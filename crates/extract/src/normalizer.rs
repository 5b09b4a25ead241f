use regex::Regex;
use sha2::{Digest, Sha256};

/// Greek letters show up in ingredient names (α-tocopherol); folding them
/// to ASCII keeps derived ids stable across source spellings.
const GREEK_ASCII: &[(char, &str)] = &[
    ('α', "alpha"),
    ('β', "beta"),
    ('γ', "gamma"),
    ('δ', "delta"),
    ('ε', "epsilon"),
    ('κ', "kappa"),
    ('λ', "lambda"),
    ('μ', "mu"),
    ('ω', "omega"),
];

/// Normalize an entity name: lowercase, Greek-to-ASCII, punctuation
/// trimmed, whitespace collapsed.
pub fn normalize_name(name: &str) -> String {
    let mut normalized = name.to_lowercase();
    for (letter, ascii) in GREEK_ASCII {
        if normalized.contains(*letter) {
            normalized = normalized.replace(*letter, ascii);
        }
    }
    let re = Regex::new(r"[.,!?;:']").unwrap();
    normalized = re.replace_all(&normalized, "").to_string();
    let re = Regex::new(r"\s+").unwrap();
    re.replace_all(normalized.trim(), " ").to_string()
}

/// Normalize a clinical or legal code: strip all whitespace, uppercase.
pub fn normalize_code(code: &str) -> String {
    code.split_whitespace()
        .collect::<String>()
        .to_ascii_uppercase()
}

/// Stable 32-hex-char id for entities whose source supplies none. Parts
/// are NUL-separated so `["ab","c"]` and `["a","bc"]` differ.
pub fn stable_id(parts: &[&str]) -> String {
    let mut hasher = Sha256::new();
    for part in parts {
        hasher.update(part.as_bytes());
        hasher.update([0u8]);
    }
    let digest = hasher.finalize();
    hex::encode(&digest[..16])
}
════════════════
[Instructions for the task]: If a line in the records contains the word "char", copy it.

[Result for this exercise]:
const GREEK_ASCII: &[(char, &str)] = &[
/// Stable 32-hex-char id for entities whose source supplies none. Parts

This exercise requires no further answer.